▸ **Exercise aim**
A bare number is required: the count of lines in the material below that hold the word "SqliteBackend".

▸ **Supplied material**
....

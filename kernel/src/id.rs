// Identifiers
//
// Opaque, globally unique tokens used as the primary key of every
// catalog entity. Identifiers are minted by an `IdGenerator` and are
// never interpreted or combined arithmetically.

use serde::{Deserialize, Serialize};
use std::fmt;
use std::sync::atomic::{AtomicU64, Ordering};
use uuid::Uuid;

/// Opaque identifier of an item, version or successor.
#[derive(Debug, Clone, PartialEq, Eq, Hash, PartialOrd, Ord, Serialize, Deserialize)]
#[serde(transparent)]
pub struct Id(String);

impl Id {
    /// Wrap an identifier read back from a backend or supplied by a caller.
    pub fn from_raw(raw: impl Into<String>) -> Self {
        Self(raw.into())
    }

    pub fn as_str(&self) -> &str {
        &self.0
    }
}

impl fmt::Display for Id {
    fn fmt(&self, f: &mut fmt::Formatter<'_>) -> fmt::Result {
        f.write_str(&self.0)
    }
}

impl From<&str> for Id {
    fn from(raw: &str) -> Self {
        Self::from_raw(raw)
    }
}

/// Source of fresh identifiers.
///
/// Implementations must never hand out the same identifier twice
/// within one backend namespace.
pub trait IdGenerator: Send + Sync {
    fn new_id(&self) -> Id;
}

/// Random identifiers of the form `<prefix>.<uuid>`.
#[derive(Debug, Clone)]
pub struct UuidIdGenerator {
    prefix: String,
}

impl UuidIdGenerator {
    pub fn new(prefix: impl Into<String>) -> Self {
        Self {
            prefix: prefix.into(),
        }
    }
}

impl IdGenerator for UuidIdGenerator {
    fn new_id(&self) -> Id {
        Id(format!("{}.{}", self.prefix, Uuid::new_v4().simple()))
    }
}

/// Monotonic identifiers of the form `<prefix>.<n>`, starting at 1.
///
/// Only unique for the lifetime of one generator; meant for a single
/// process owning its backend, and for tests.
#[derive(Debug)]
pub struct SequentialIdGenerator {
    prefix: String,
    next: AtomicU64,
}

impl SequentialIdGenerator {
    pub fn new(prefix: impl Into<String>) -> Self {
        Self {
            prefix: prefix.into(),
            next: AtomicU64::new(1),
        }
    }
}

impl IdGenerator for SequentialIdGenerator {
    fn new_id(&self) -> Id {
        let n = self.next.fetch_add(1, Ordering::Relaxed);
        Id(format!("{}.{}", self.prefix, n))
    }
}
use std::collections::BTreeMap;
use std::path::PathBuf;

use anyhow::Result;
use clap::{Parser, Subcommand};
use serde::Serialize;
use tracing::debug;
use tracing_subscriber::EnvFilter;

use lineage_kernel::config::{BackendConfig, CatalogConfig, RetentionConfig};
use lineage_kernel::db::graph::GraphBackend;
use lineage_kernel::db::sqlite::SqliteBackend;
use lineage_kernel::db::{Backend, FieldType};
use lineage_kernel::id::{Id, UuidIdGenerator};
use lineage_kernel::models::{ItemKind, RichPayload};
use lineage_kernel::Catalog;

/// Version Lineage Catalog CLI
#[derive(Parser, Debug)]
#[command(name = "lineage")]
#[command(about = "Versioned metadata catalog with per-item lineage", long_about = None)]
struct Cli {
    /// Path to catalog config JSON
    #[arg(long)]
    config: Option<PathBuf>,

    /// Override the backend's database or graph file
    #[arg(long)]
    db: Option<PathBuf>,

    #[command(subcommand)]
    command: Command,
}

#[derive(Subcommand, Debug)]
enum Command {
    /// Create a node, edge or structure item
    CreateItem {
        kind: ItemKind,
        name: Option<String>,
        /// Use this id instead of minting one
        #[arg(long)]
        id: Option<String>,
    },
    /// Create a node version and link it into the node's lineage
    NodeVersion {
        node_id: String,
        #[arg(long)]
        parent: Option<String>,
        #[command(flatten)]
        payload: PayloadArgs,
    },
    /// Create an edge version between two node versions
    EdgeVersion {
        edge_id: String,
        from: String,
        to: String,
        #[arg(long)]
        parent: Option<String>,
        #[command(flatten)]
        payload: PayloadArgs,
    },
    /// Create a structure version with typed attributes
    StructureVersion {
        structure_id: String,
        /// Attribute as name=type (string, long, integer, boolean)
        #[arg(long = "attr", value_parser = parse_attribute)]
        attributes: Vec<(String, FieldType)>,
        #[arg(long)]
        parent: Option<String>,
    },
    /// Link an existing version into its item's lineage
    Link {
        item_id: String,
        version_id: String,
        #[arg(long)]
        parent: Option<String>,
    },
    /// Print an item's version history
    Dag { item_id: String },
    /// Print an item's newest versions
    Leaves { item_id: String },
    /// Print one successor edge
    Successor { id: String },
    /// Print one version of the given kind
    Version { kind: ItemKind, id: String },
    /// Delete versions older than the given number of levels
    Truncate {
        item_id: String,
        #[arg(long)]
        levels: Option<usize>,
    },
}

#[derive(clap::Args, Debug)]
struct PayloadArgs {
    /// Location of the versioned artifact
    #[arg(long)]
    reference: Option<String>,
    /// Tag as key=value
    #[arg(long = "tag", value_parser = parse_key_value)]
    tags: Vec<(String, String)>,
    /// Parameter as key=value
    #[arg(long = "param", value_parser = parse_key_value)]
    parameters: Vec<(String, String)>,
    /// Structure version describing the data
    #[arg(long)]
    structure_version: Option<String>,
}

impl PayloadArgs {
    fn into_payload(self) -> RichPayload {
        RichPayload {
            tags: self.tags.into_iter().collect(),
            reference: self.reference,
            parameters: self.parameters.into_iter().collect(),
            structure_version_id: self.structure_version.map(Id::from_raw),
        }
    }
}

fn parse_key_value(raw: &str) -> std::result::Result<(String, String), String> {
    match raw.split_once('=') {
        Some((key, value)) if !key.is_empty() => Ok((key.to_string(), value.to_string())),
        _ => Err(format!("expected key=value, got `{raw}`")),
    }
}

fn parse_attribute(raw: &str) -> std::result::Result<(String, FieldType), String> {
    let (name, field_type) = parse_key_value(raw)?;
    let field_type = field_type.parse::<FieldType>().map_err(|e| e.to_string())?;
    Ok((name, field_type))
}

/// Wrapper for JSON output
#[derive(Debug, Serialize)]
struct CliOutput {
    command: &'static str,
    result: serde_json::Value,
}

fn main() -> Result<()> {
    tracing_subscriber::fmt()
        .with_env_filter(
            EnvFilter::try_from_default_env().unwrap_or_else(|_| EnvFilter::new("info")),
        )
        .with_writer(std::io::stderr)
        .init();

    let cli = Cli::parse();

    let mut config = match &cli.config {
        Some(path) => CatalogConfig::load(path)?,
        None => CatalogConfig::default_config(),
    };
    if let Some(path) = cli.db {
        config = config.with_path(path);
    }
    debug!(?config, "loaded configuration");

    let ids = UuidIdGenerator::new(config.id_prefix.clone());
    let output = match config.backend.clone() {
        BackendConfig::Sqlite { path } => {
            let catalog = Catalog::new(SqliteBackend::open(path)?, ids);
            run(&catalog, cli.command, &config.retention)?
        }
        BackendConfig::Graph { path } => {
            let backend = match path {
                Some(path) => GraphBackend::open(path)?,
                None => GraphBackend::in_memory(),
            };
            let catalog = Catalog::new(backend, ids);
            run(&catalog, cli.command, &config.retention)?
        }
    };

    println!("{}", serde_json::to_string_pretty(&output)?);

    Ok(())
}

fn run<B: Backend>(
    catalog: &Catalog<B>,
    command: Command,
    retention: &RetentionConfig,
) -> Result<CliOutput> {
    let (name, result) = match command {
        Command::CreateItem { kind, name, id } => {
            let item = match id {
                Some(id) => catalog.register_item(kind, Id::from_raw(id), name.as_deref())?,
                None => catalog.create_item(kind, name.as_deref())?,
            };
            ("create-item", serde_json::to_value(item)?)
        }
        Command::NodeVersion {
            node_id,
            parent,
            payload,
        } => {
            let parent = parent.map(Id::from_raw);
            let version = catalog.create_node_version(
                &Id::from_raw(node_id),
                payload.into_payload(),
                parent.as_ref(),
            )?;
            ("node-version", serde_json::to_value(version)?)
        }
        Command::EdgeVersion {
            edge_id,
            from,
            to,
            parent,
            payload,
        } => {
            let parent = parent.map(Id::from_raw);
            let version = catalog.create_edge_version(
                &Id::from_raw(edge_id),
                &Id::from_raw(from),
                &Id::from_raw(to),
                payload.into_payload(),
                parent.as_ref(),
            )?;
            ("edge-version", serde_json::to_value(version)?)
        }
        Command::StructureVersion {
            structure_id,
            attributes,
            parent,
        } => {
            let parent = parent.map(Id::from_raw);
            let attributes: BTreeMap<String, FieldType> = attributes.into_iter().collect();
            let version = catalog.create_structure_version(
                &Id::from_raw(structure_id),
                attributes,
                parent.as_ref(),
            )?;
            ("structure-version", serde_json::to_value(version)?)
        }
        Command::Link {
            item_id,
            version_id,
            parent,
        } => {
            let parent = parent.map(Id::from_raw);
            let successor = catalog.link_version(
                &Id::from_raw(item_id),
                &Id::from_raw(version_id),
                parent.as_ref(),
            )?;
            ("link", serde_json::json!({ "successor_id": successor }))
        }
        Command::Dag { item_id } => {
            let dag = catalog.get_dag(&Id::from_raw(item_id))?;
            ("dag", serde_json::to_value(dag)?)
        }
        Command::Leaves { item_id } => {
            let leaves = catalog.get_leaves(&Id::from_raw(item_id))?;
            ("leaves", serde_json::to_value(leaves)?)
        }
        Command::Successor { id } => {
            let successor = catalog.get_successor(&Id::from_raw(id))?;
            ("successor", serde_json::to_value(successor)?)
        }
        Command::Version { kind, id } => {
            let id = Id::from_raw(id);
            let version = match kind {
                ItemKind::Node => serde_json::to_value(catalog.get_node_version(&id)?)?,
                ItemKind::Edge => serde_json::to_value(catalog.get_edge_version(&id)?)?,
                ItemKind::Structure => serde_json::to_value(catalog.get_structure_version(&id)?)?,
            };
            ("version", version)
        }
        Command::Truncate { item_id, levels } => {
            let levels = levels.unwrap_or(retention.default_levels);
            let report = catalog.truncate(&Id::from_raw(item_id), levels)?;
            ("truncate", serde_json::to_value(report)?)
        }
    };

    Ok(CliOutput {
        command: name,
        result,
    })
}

....

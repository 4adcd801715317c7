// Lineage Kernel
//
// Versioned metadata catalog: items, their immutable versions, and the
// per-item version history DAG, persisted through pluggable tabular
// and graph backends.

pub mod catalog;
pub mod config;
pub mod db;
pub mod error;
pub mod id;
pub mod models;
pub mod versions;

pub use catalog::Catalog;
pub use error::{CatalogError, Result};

....

▸ **Answer area**
2